ModuleBuilder.DefineManifestResource Méthode

Définition

Définit un objet BLOB qui représente une ressource de manifeste à incorporer dans l'assembly dynamique.

public:
 void DefineManifestResource(System::String ^ name, System::IO::Stream ^ stream, System::Reflection::ResourceAttributes attribute);
public void DefineManifestResource (string name, System.IO.Stream stream, System.Reflection.ResourceAttributes attribute);
member this.DefineManifestResource : string * System.IO.Stream * System.Reflection.ResourceAttributes -> unit
Public Sub DefineManifestResource (name As String, stream As Stream, attribute As ResourceAttributes)

Paramètres

name
String

Nom qui respecte la casse de la ressource.

stream
Stream

Flux contenant les octets de la ressource.

attribute
ResourceAttributes

Valeur d'énumération qui spécifie si la ressource est publique ou privée.

Exceptions

name a la valeur null.

-ou-

stream a la valeur null.

name est une chaîne de longueur nulle.

L'assembly dynamique qui contient le module actuel est transitoire, ce qui signifie qu'aucun nom de fichier n'a été spécifié lorsque DefineDynamicModule(String, String) a été appelé.

Exemples

L’exemple suivant génère et enregistre un assembly dynamique nommé EmittedManifestResourceAssembly.exe, qui contient une ressource incorporée non managée. L’exemple crée l’assembly, qui se compose d’un module, et ouvre un flux de mémoire pour contenir la ressource non managée.

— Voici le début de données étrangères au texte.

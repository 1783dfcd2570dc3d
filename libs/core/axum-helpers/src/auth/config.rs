//! Signing-key configuration for session tokens.

use core_config::{ConfigError, FromEnv, env_required};

const MIN_SECRET_LEN: usize = 32;

/// JWT authentication configuration.
///
/// Loaded from `JWT_SECRET` (required, at least 32 characters). There is no
/// default: a process without a secret must not start, so no token can ever
/// be accepted.
#[derive(Clone)]
pub struct JwtConfig {
    pub secret: String,
}

impl std::fmt::Debug for JwtConfig {
    fn fmt(&self, f: &mut std::fmt::Formatter<'_>) -> std::fmt::Result {
        f.debug_struct("JwtConfig")
            .field("secret", &"[redacted]")
            .finish()
    }
}

impl JwtConfig {
    pub fn new(secret: impl Into<String>) -> Result<Self, ConfigError> {
        let secret = secret.into();

        if secret.len() < MIN_SECRET_LEN {
            return Err(ConfigError::ParseError {
                key: "JWT_SECRET".to_string(),
                details: format!(
                    "must be at least {} characters (got {}). Generate one with: openssl rand -base64 32",
                    MIN_SECRET_LEN,
                    secret.len()
                ),
            });
        }

        Ok(Self { secret })
    }
}

impl FromEnv for JwtConfig {
    fn from_env() -> Result<Self, ConfigError> {
        Self::new(env_required("JWT_SECRET")?)
    }
}
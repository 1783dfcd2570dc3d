//! Catalog business rules

use std::sync::Arc;
use tracing::instrument;
use uuid::Uuid;
use validator::Validate;

use crate::error::{SpectacleError, SpectacleResult};
use crate::models::{CreateSpectacle, Spectacle, SpectacleFilter, SpectacleQuery, UpdateSpectacle};
use crate::repository::SpectacleRepository;

pub struct SpectacleService<R: SpectacleRepository> {
    repository: Arc<R>,
}

impl<R: SpectacleRepository> SpectacleService<R> {
    pub fn new(repository: Arc<R>) -> Self {
        Self { repository }
    }

    /// Parse the raw query and return every match
    #[instrument(skip(self))]
    pub async fn list_spectacles(&self, query: SpectacleQuery) -> SpectacleResult<Vec<Spectacle>> {
        let filter = SpectacleFilter::try_from(query)?;
        self.repository.list(filter).await
    }

    #[instrument(skip(self))]
    pub async fn get_spectacle(&self, id: Uuid) -> SpectacleResult<Spectacle> {
        self.repository
            .get_by_id(id)
            .await?
            .ok_or(SpectacleError::NotFound)
    }

    #[instrument(skip(self, input))]
    pub async fn create_spectacle(&self, input: CreateSpectacle) -> SpectacleResult<Spectacle> {
        input.validate()?;
        let spectacle = Spectacle::try_from(input)?;
        self.repository.create(spectacle).await
    }

    #[instrument(skip(self, update))]
    pub async fn update_spectacle(
        &self,
        id: Uuid,
        update: UpdateSpectacle,
    ) -> SpectacleResult<Spectacle> {
        update.validate()?;
        self.repository
            .update(id, update)
            .await?
            .ok_or(SpectacleError::NotFound)
    }

    #[instrument(skip(self))]
    pub async fn delete_spectacle(&self, id: Uuid) -> SpectacleResult<()> {
        if self.repository.delete(id).await? {
            Ok(())
        } else {
            Err(SpectacleError::NotFound)
        }
    }
}
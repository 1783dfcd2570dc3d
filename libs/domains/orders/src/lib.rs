//! Orders Domain
//!
//! Checkout, per-user history and cancellation. Orders reference their owner
//! by id and are also listed on the owner's `orders` array; catalog names are
//! joined in when a user's orders are listed.
//!
//! ```rust,ignore
//! use domain_orders::{handlers, MongoOrderRepository, OrderService};
//!
//! let orders = Arc::new(MongoOrderRepository::new(&db));
//! orders.init_indexes().await?;
//!
//! let service = OrderService::new(orders, user_repository, spectacle_repository);
//! let router = handlers::router(Arc::new(service));
//! ```

pub mod error;
pub mod handlers;
pub mod models;
pub mod mongodb;
pub mod repository;
pub mod service;

pub use error::{OrderError, OrderResult};
pub use handlers::ApiDoc;
pub use models::{CreateOrder, Order, OrderItem, OrderStatus, OrderWithUser, UserOrder};
pub use mongodb::MongoOrderRepository;
pub use repository::{InMemoryOrderRepository, OrderRepository};
pub use service::OrderService;
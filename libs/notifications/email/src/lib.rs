//! Outgoing email for the spectacles backend.
//!
//! - **Providers**: SMTP via lettre, a log-only fallback, and a mock for tests
//! - **Templates**: Handlebars-based `TemplateEngine`
//! - **Service**: `NotificationService` combining the two
//!
//! ```ignore
//! use email::NotificationService;
//!
//! let notifications = NotificationService::from_env()?;
//! notifications
//!     .send_password_reset("jane@example.com", "http://localhost:4000/reset-password/abc")
//!     .await?;
//! ```

pub mod error;
pub mod models;
pub mod provider;
pub mod service;
pub mod templates;

pub use error::{EmailError, EmailResult};
pub use models::Email;
pub use provider::{
    EmailProvider, LogProvider, MockEmailProvider, SendResult, SmtpConfig, SmtpProvider,
};
pub use service::{NotificationService, NotificationSetupError};
pub use templates::{EmailTemplate, RenderedTemplate, TemplateEngine};
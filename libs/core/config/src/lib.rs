//! Environment-driven configuration shared by every crate in the workspace.
//!
//! Config structs implement [`FromEnv`] and are loaded once at startup, then
//! handed to constructors explicitly.

pub mod server;
pub mod tracing;

use std::env;
use std::str::FromStr;
use thiserror::Error;

/// Configuration error type
#[derive(Error, Debug)]
pub enum ConfigError {
    #[error("Environment variable '{0}' is required but not set")]
    MissingEnvVar(String),

    #[error("Failed to parse environment variable '{key}': {details}")]
    ParseError { key: String, details: String },
}

/// Application environment
#[derive(Clone, Debug, PartialEq, Eq)]
pub enum Environment {
    Development,
    Production,
}

impl Environment {
    /// Reads `APP_ENV`; anything other than "production" is development.
    pub fn from_env() -> Self {
        let app_env = env::var("APP_ENV").unwrap_or_else(|_| "development".to_string());

        if app_env.eq_ignore_ascii_case("production") {
            Environment::Production
        } else {
            Environment::Development
        }
    }

    pub fn is_production(&self) -> bool {
        matches!(self, Environment::Production)
    }

    pub fn is_development(&self) -> bool {
        matches!(self, Environment::Development)
    }
}

/// Name and version reported by `/health`
#[derive(Clone, Copy, Debug)]
pub struct AppInfo {
    pub name: &'static str,
    pub version: &'static str,
}

/// Build an [`AppInfo`] from the calling crate's manifest
#[macro_export]
macro_rules! app_info {
    () => {
        $crate::AppInfo {
            name: env!("CARGO_PKG_NAME"),
            version: env!("CARGO_PKG_VERSION"),
        }
    };
}

/// Trait for configuration that can be loaded from environment variables
pub trait FromEnv: Sized {
    fn from_env() -> Result<Self, ConfigError>;
}

/// Read an environment variable, falling back to `default` when unset
pub fn env_or_default(key: &str, default: &str) -> String {
    env::var(key).unwrap_or_else(|_| default.to_string())
}

/// Read an environment variable or fail with [`ConfigError::MissingEnvVar`]
pub fn env_required(key: &str) -> Result<String, ConfigError> {
    env::var(key).map_err(|_| ConfigError::MissingEnvVar(key.to_string()))
}

/// Read the first variable that is set out of `keys`
pub fn env_first_of(keys: &[&str]) -> Option<String> {
    keys.iter().find_map(|key| env::var(key).ok())
}

/// Read and parse an environment variable, using `default` when unset
pub fn env_parse_or<T>(key: &str, default: T) -> Result<T, ConfigError>
where
    T: FromStr,
    T::Err: std::fmt::Display,
{
    match env::var(key) {
        Ok(raw) => raw.trim().parse().map_err(|e: T::Err| ConfigError::ParseError {
            key: key.to_string(),
            details: e.to_string(),
        }),
        Err(_) => Ok(default),
    }
}

/// Interpret a flag value such as `SMTP_USE_TLS=true`
pub fn env_flag(key: &str) -> bool {
    env::var(key)
        .map(|v| v == "1" || v.eq_ignore_ascii_case("true"))
        .unwrap_or(false)
}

Le code appelle ensuite la DefineManifestResource méthode pour définir la ressource.

Notes

Vous pouvez utiliser n’importe quel type de flux pour votre ressource ; par exemple, vous pouvez lire les données binaires non managées à partir d’un fichier.

L’exemple définit un type dans le module dynamique avec une Main méthode et génère MSIL pour le corps de la méthode. Une fois le corps de la Main méthode généré et le type créé, l’exemple de code écrit cinq octets dans le flux associé à la ressource manifeste. Lorsque l’assembly est enregistré, la ressource y est ajoutée.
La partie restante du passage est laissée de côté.